By Justin Stoltzfus | Jul 11, 2018

WEST PALM BEACH – A judge in the U.S. District Court for the Southern District of Florida recently denied the Consumer Financial Protection Bureau's challenge to confidential designations desired by the defendant, Ocwen Financial Corporation, in a case in which CFPB is suing Ocwen for alleged violations of several federal consumer financial protection laws.

The June 25 court order by U.S. District Judge William Matthewman characterizes the case as “a government enforcement action,” citing the CFPB as the agency alleging violations. The alleged violations include improperly calculated loan balances, borrower payments which were allegedly wrongly allocated, errors in escrow processes and negligence in addressing consumer complaints.

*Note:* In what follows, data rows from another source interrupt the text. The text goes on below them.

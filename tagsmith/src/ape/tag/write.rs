use super::ApeTag;
use crate::ape::constants::{APE_ENVELOPE_SIZE, APE_PREAMBLE, APE_VERSION};
use crate::ape::header::ApeTagFlags;
use crate::config::WriteOptions;
use crate::error::Result;
use crate::macros::err;

use byteorder::{LittleEndian, WriteBytesExt};

/// Render a full APE tag: items plus envelope
///
/// An empty tag renders to nothing, which the save path treats as "remove the
/// tag region". Items whose value is empty are dropped. The envelope is
/// doubled (header mirror before the items) when the tag carries one.
pub(crate) fn render(tag: &ApeTag, _write_options: WriteOptions) -> Result<Vec<u8>> {
	let mut items = Vec::new();
	let mut item_count = 0u32;

	for item in &tag.items {
		if item.value().is_empty() {
			continue;
		}

		items.extend_from_slice(&item.render());
		item_count += 1;
	}

	if item_count == 0 {
		return Ok(Vec::new());
	}

	let size = items.len() as u64 + u64::from(APE_ENVELOPE_SIZE);
	if size > u64::from(u32::MAX) {
		err!(TooMuchData);
	}

	let mut footer_flags = ApeTagFlags::default();
	footer_flags.set_has_footer(true);
	footer_flags.set_has_header(tag.has_header);
	footer_flags.set_read_only(tag.read_only);

	let mut out = Vec::with_capacity(items.len() + 2 * APE_ENVELOPE_SIZE as usize);

	if tag.has_header {
		let mut header_flags = footer_flags;
		header_flags.set_is_header(true);
		write_envelope(&mut out, size as u32, item_count, header_flags);
	}

	out.extend_from_slice(&items);
	write_envelope(&mut out, size as u32, item_count, footer_flags);

	Ok(out)
}

fn write_envelope(out: &mut Vec<u8>, size: u32, item_count: u32, flags: ApeTagFlags) {
	out.extend_from_slice(APE_PREAMBLE);

	// Writing into a Vec is infallible
	let _ = out.write_u32::<LittleEndian>(APE_VERSION);
	let _ = out.write_u32::<LittleEndian>(size);
	let _ = out.write_u32::<LittleEndian>(item_count);
	let _ = out.write_u32::<LittleEndian>(flags.bits());
	let _ = out.write_u64::<LittleEndian>(0);
}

In the course of the legal challenge, CFPB and defendant entered into a “stipulated protective order” or SPO, that governs confidentiality of information.

The court document shows that after going through the process of interrogatories, the defendant argued that other information outside of SPO guidelines also deserves the confidentiality designation.

CFPB's motion challenged this assertion.

“Plaintiff argues that defendants have not established good cause to maintain their narrative answers under seal, and that any reason for their confidentiality is significantly outweighed by the substantial public interest in this government enforcement action,” the court wrote. “According to plaintiff, the narrative answers merely describe Ocwen's practices … (and) do not constitute or reveal trade secrets or innovative practices coveted by other businesses. Plaintiff adds that the practices described in the narrative answers are not secrets and are actually consistent with the practices described by plaintiff in its complaint.”

One of the defendant's arguments in the successive motions is that since defendants are still participating in discovery, the plaintiff's motion was premature.

Defendants claim that CFPB has not demonstrated any “real need for de-designation at this time.”

“Defendants argue that if plaintiff uses the information in support of a dispositive motion, they should raise any de-designation demands at that point in time,” the court wrote.

After citing case law over confidentiality and evaluating the information in question, the court was persuaded to the defendant's overall argument.

“The court finds that, at this stage in litigation, the defendant has appropriately designated the interrogatory answers as confidential under the Stipulated Protective Order,” the court wrote. “The answers, produced in response to plaintiff's Interrogatories, are considered discovery material and therefore are not subject to the common-law right of access.”

The court's conclusion notes that “defendants have demonstrated that there is good cause to designate the narrative answers at issue as confidential during the discovery phase of litigation.” Consequently, the court denied the plaintiff's motion to challenge the defendant's confidential designations but left open the plaintiff's option to challenge confidential designations later in the case.